That’s one of the first things students learn before embarking on their five-day wilderness backpacking trips with Go Wild. The next thing they learn is how to prepare—they plan menus, pack equipment and study the area they’ll visit.

“Wildsight launched Go Wild in 2005,” said Sanne van der Ros, Go Wild coordinator. “It’s environmental education for teens—the focus is to develop leadership skills, learn hands-on about natural areas from local environmental educators and qualified guides, and find innovative ways to share knowledge after the trip.”

Three trips for 14 students each are planned this year—one in June and two in September—but it’s still up in the air as to whether there’ll be enough funding to cover them.

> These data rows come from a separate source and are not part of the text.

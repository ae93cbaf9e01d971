use vantage_execution::{ApiError, ClientError, ConnectivityError};
use vantage_metrics::ErrorReason;

/// Bounded metrics label derived from a [`ClientError`] without exposing its
/// raw message.
pub fn client_error_reason(error: &ClientError) -> ErrorReason {
    if error.is_transient() {
        ErrorReason::Transient
    } else {
        ErrorReason::Deterministic
    }
}

/// Best-effort inverse of the gateway's `ClientError -> tonic::Status`
/// mapping: the wire only carries a `tonic::Code` and a free-text message,
/// so this recovers the error *kind* (transient vs. deterministic) precisely
/// and approximates the original variant from the message.
pub fn status_to_client_error(status: tonic::Status) -> ClientError {
    let message = status.message().to_owned();
    match status.code() {
        tonic::Code::Unavailable => ClientError::Connectivity(ConnectivityError::Transport(message)),
        tonic::Code::DeadlineExceeded => ClientError::Connectivity(ConnectivityError::Timeout),
        tonic::Code::ResourceExhausted => ClientError::Api(ApiError::RateLimit),
        tonic::Code::NotFound => ClientError::Api(ApiError::OrderNotFound),
        tonic::Code::AlreadyExists => ClientError::Api(ApiError::OrderAlreadyCancelled),
        tonic::Code::InvalidArgument | tonic::Code::FailedPrecondition => {
            ClientError::Api(ApiError::OrderRejected(message))
        }
        _ => ClientError::Connectivity(ConnectivityError::Transport(message)),
    }
}

#[cfg(test)]
mod tests {
    use super::*;

    #[test]
    fn resource_exhausted_round_trips_to_a_transient_rate_limit_error() {
        let status = tonic::Status::resource_exhausted("rate limit exceeded");
        let error = status_to_client_error(status);
        assert!(error.is_transient());
        assert_eq!(error, ClientError::Api(ApiError::RateLimit));
    }

    #[test]
    fn not_found_round_trips_to_a_deterministic_error() {
        let status = tonic::Status::not_found("order not found");
        let error = status_to_client_error(status);
        assert!(!error.is_transient());
    }
}
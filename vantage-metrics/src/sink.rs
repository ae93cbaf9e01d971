use parking_lot::Mutex;
use vantage_integration::metric::Metric;

/// Injection seam every metrics-emitting component depends on, rather than
/// on a concrete exporter. Mirrors [`vantage_risk::RiskAlertHook`]'s shape:
/// a single synchronous callback, no async, no buffering contract implied.
pub trait MetricsSink: Send + Sync {
    fn record(&self, metric: Metric);
}

/// Discards every metric. Default for components under test that don't
/// assert on metrics.
#[derive(Debug, Default, Clone, Copy)]
pub struct NoopSink;

impl MetricsSink for NoopSink {
    fn record(&self, _metric: Metric) {}
}

/// Logs every recorded [`Metric`] as a `tracing` event at `debug` level.
/// The default sink for the `gateway`/`trader` binaries: a real exporter
/// (Prometheus, statsd, ...) is out of scope, but a metric nobody can see
/// is as good as no metric, so this keeps every call site's output visible
/// in the same structured-logging stream the rest of the process uses.
#[derive(Debug, Default, Clone, Copy)]
pub struct TracingSink;

impl MetricsSink for TracingSink {
    fn record(&self, metric: Metric) {
        tracing::debug!(
            metric = metric.name,
            time = metric.time,
            tags = ?metric.tags,
            fields = ?metric.fields,
            "metric"
        );
    }
}

/// Collects every recorded [`Metric`] for test assertions.
#[derive(Debug, Default)]
pub struct VecSink {
    pub metrics: Mutex<Vec<Metric>>,
}

impl MetricsSink for VecSink {
    fn record(&self, metric: Metric) {
        self.metrics.lock().push(metric);
    }
}

impl VecSink {
    pub fn len(&self) -> usize {
        self.metrics.lock().len()
    }

    pub fn is_empty(&self) -> bool {
        self.len() == 0
    }

    pub fn names(&self) -> Vec<&'static str> {
        self.metrics.lock().iter().map(|m| m.name).collect()
    }
}

#[cfg(test)]
mod tests {
    use super::*;
    use vantage_integration::metric::Metric;

    #[test]
    fn vec_sink_accumulates_every_recorded_metric() {
        let sink = VecSink::default();
        sink.record(Metric { name: "a", time: 0, tags: vec![], fields: vec![] });
        sink.record(Metric { name: "b", time: 0, tags: vec![], fields: vec![] });
        assert_eq!(sink.names(), vec!["a", "b"]);
    }
}
use crate::regime::Regime;
use rust_decimal::Decimal;
use serde::{Deserialize, Serialize};
use vantage_instrument::Side;

/// One desired grid level. Not yet an [`vantage_execution::Order`] — the
/// engine diffs this against current `Slot`s and assigns each surviving
/// level a deterministic `client_order_id` before dispatch.
#[derive(Debug, Clone, PartialEq, Serialize, Deserialize)]
pub struct TargetOrder {
    pub side: Side,
    pub price: Decimal,
    pub qty: Decimal,
}

/// Declarative description of the desired open orders + position for one
/// symbol at one instant. Computed fresh on every price tick; never
/// persisted (the engine persists `Slot`s, not this).
#[derive(Debug, Clone, PartialEq, Serialize, Deserialize)]
pub struct TargetState {
    pub anchor_price: Decimal,
    pub orders: Vec<TargetOrder>,
    pub target_position_qty: Decimal,
    pub effective_interval: Decimal,
    pub regime: Regime,
}

impl TargetState {
    /// Flat target state for when the regime forbids new orders but existing
    /// inventory may remain (used by `HIGH_VOLATILITY`/`OFF`).
    pub fn reduce_only(anchor_price: Decimal, effective_interval: Decimal, regime: Regime) -> Self {
        Self {
            anchor_price,
            orders: Vec::new(),
            target_position_qty: Decimal::ZERO,
            effective_interval,
            regime,
        }
    }
}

“Go Wild is as low-cost as we can make it,” van der Ros said. “Participants pay $100, and that includes all equipment and outdoor clothing, if needed. But the fee doesn’t cover the total cost of the trip—other funders fill in the gap.”

The Alpine Club of Canada, the Association of Canadian Mountain Guides, Golden Secondary School’s Parent Advisory Council and the school districts donated funds or support this year, but additional money is needed to ensure the September trips happen.

“Outdoor education opportunities such as Go Wild have a profound effect on participants who discover more about themselves and the world around them,” van der Ros said. “Five days of low-impact camping, wilderness backpacking, interaction with community mentors, leadership training and ecological science are packed into each trip.”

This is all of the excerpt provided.